(Task goal) From the entries below, gather each line containing the word "argv".

Collected data entries:
======

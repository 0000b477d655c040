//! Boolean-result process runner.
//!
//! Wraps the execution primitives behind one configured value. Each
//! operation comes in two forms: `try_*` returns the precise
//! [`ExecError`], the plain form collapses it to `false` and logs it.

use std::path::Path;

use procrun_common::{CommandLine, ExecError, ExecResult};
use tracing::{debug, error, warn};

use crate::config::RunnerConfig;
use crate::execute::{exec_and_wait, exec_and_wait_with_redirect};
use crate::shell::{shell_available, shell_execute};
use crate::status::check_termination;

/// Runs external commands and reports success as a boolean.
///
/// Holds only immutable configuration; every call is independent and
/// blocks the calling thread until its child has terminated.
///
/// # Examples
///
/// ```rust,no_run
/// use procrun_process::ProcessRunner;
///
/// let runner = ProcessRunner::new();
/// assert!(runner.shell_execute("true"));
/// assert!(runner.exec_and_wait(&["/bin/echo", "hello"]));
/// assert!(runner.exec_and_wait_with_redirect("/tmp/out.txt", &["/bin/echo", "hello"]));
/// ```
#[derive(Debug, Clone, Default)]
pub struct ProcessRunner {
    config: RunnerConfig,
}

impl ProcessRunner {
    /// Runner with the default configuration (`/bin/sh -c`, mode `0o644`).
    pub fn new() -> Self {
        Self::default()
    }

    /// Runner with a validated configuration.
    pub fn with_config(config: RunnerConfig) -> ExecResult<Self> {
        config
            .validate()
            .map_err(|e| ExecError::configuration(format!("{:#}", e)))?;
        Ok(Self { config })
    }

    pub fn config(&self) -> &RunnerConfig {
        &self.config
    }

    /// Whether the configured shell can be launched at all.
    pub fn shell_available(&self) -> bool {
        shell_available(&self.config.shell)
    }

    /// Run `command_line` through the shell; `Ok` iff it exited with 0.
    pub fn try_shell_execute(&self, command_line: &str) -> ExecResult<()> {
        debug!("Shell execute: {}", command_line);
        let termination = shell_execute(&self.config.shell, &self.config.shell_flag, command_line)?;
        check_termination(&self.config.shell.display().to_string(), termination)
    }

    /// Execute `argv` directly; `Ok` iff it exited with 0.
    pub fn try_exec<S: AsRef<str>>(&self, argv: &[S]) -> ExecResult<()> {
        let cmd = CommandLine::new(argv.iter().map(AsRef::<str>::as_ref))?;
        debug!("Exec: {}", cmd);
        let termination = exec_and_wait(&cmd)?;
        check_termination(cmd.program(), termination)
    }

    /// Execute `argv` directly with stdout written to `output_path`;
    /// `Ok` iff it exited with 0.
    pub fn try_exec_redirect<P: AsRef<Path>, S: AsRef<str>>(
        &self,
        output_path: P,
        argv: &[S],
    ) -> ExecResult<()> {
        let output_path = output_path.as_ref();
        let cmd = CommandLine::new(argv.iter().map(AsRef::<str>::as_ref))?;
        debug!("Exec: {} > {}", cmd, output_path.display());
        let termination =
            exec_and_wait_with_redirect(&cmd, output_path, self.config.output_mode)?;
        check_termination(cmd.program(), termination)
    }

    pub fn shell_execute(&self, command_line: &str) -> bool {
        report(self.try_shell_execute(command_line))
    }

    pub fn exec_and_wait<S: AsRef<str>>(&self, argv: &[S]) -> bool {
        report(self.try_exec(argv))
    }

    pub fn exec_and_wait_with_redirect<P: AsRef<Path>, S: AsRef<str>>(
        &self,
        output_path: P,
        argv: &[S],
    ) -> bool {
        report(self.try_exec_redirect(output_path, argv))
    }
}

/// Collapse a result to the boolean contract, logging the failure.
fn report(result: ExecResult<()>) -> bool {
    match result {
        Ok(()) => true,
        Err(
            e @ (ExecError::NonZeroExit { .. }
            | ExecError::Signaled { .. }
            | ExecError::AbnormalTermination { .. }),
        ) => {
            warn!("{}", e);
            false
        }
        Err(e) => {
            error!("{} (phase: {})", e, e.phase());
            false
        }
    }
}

======

(Response to this task)
    /// Execute `argv` directly; `Ok` iff it exited with 0.
    pub fn try_exec<S: AsRef<str>>(&self, argv: &[S]) -> ExecResult<()> {
        let cmd = CommandLine::new(argv.iter().map(AsRef::<str>::as_ref))?;
    /// Execute `argv` directly with stdout written to `output_path`;
        argv: &[S],
        let cmd = CommandLine::new(argv.iter().map(AsRef::<str>::as_ref))?;
    pub fn exec_and_wait<S: AsRef<str>>(&self, argv: &[S]) -> bool {
        report(self.try_exec(argv))
        argv: &[S],
        report(self.try_exec_redirect(output_path, argv))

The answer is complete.